Two very interesting bones, and some so-so

Time keeps ticking away in the ol' quarry, and I keep taking out bones. I've gone back to block 2, the one the skull came out of, having mostly disposed of block 3. Block 3 is down to no visible bones so I thought I'd change. Block 2 still has over 30 bones showing on the surface, enough for a year's work or more.

I have sent off about 15 bones to Alaska, a whole mix. Two in the last shipment, and another currently here in Oregon, are worth mentioning. As 'the first shall be last', I'm commenting on the latest bone. It's an interclavicle (sternum or breastbone to us laymen). This is the first sternum we have found! These bones are "T" shaped, although one side of the top of the tee is broken off. The bone grain clearly shows the bone curve, and the center is very symmetrical and even has a great ridge running down the center. The bone is about 145 mm long, and the fin is very thin - about 2 mm thick at the end. And the bone was broken in many places with missing parts. So with many hours of work it is now close to what is was 230 million years ago.
Outside view .
 End view
 Inside view
We also have a nice limb bone. It is very solid, but the end was broken off before burial. So I think it is a good candidate for sectioning and a bone structure study. 
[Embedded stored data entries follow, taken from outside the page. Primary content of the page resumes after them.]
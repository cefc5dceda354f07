// Lazy, bidirectional views over a contiguous span of a sorted slice.
use std::iter::FusedIterator;
use std::ops::{Index, Range};

/// Rows `start..end` of a sorted slice, iterated ascending or descending.
///
/// Views borrow the table's rows and never mutate them; they are `Copy`, so
/// iterating one does not consume it.
#[derive(Debug)]
pub struct RangeView<'a, R> {
    rows: &'a [R],
    start: usize,
    end: usize,
    ascending: bool,
}

impl<'a, R> Clone for RangeView<'a, R> {
    fn clone(&self) -> Self {
        *self
    }
}

impl<'a, R> Copy for RangeView<'a, R> {}

impl<'a, R> RangeView<'a, R> {
    /// Ranges reaching past `rows` or with `start > end` collapse to empty.
    pub fn new(rows: &'a [R], range: Range<usize>, ascending: bool) -> Self {
        if range.start >= range.end || range.end > rows.len() {
            return Self::empty_of(rows, ascending);
        }
        Self {
            rows,
            start: range.start,
            end: range.end,
            ascending,
        }
    }

    /// Builds a view from an inclusive `[lo, hi]` pair; `lo > hi` is empty.
    pub fn inclusive(rows: &'a [R], lo: usize, hi: usize, ascending: bool) -> Self {
        if lo > hi {
            return Self::empty_of(rows, ascending);
        }
        Self::new(rows, lo..hi + 1, ascending)
    }

    pub fn empty() -> Self {
        Self {
            rows: &[],
            start: 0,
            end: 0,
            ascending: true,
        }
    }

    fn empty_of(rows: &'a [R], ascending: bool) -> Self {
        Self {
            rows,
            start: 0,
            end: 0,
            ascending,
        }
    }

    pub fn len(&self) -> usize {
        self.end - self.start
    }

    pub fn is_empty(&self) -> bool {
        self.start == self.end
    }

    pub fn is_ascending(&self) -> bool {
        self.ascending
    }

    /// Position of the view inside the backing slice.
    pub fn span(&self) -> Range<usize> {
        self.start..self.end
    }

    /// The `index`-th row in iteration order.
    pub fn get(&self, index: usize) -> Option<&'a R> {
        if index >= self.len() {
            return None;
        }
        let offset = if self.ascending {
            self.start + index
        } else {
            self.end - 1 - index
        };
        self.rows.get(offset)
    }

    pub fn first(&self) -> Option<&'a R> {
        self.get(0)
    }

    pub fn last(&self) -> Option<&'a R> {
        self.len().checked_sub(1).and_then(|index| self.get(index))
    }

    /// Same rows, opposite direction.
    pub fn reversed(&self) -> Self {
        Self {
            ascending: !self.ascending,
            ..*self
        }
    }

    /// Rows in ascending key order regardless of the view direction.
    pub fn as_slice(&self) -> &'a [R] {
        &self.rows[self.start..self.end]
    }

    pub fn iter(&self) -> RangeIter<'a, R> {
        RangeIter {
            rows: self.as_slice().iter(),
            ascending: self.ascending,
        }
    }

    pub fn to_vec(&self) -> Vec<R>
    where
        R: Clone,
    {
        self.iter().cloned().collect()
    }
}

impl<'a, R> Default for RangeView<'a, R> {
    fn default() -> Self {
        Self::empty()
    }
}

impl<'a, R> Index<usize> for RangeView<'a, R> {
    type Output = R;

    fn index(&self, index: usize) -> &R {
        match self.get(index) {
            Some(row) => row,
            None => panic!("index {index} out of range for view of length {}", self.len()),
        }
    }
}

impl<'a, R> IntoIterator for RangeView<'a, R> {
    type Item = &'a R;
    type IntoIter = RangeIter<'a, R>;

    fn into_iter(self) -> Self::IntoIter {
        self.iter()
    }
}

impl<'a, 'v, R> IntoIterator for &'v RangeView<'a, R> {
    type Item = &'a R;
    type IntoIter = RangeIter<'a, R>;

    fn into_iter(self) -> Self::IntoIter {
        self.iter()
    }
}

#[derive(Clone, Debug)]
pub struct RangeIter<'a, R> {
    rows: std::slice::Iter<'a, R>,
    ascending: bool,
}

impl<'a, R> Iterator for RangeIter<'a, R> {
    type Item = &'a R;

    fn next(&mut self) -> Option<Self::Item> {
        if self.ascending {
            self.rows.next()
        } else {
            self.rows.next_back()
        }
    }

    fn size_hint(&self) -> (usize, Option<usize>) {
        self.rows.size_hint()
    }
}

impl<'a, R> DoubleEndedIterator for RangeIter<'a, R> {
    fn next_back(&mut self) -> Option<Self::Item> {
        if self.ascending {
            self.rows.next_back()
        } else {
            self.rows.next()
        }
    }
}

impl<'a, R> ExactSizeIterator for RangeIter<'a, R> {}

impl<'a, R> FusedIterator for RangeIter<'a, R> {}

#[cfg(test)]
mod tests {
    use super::RangeView;

    const ROWS: [u32; 6] = [10, 20, 30, 40, 50, 60];

    #[test]
    fn ascending_and_descending_iteration() {
        let view = RangeView::new(&ROWS, 1..4, true);
        assert_eq!(view.iter().copied().collect::<Vec<_>>(), vec![20, 30, 40]);
        let view = view.reversed();
        assert_eq!(view.iter().copied().collect::<Vec<_>>(), vec![40, 30, 20]);
        assert_eq!(view.iter().rev().copied().collect::<Vec<_>>(), vec![20, 30, 40]);
    }

    #[test]
    fn indexed_access_follows_direction() {
        let view = RangeView::inclusive(&ROWS, 2, 5, false);
        assert_eq!(view.len(), 4);
        assert_eq!(view.first(), Some(&60));
        assert_eq!(view.last(), Some(&30));
        assert_eq!(view[1], 50);
        assert_eq!(view.get(4), None);
        assert_eq!(view.as_slice(), &[30, 40, 50, 60]);
    }

    #[test]
    fn inverted_bounds_are_empty() {
        let view = RangeView::inclusive(&ROWS, 4, 3, true);
        assert!(view.is_empty());
        assert_eq!(view.iter().count(), 0);
        assert_eq!(view.first(), None);
        assert_eq!(view.last(), None);

        let view = RangeView::new(&ROWS, 3..9, true);
        assert!(view.is_empty());
    }

    #[test]
    fn iteration_is_restartable() {
        let view = RangeView::new(&ROWS, 0..ROWS.len(), true);
        let first: u32 = view.iter().sum();
        let second: u32 = view.into_iter().sum();
        assert_eq!(first, second);
        assert_eq!(view.iter().len(), 6);
    }
}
Now here is the most important news - we have found a osteoderm - a skin armor plate! It is nice shape, great rough surfaces, pits on the surface and everything you expect in this type of bone. And the rest of the story - no thalattosaurs have ever been found with osteoderms!!! This means one of two things: 1) We have the first thalattosaur with Osteoderms - or - 2) We have another species of Triassic Reptile in this mix of bones !!!  Either way, this is really great! 

The inside of the bone - rather smooth (at least in comparison to the other side). 

 The exterior side of the bone - rough and pitted.

 The very convoluted, very Rugose edge.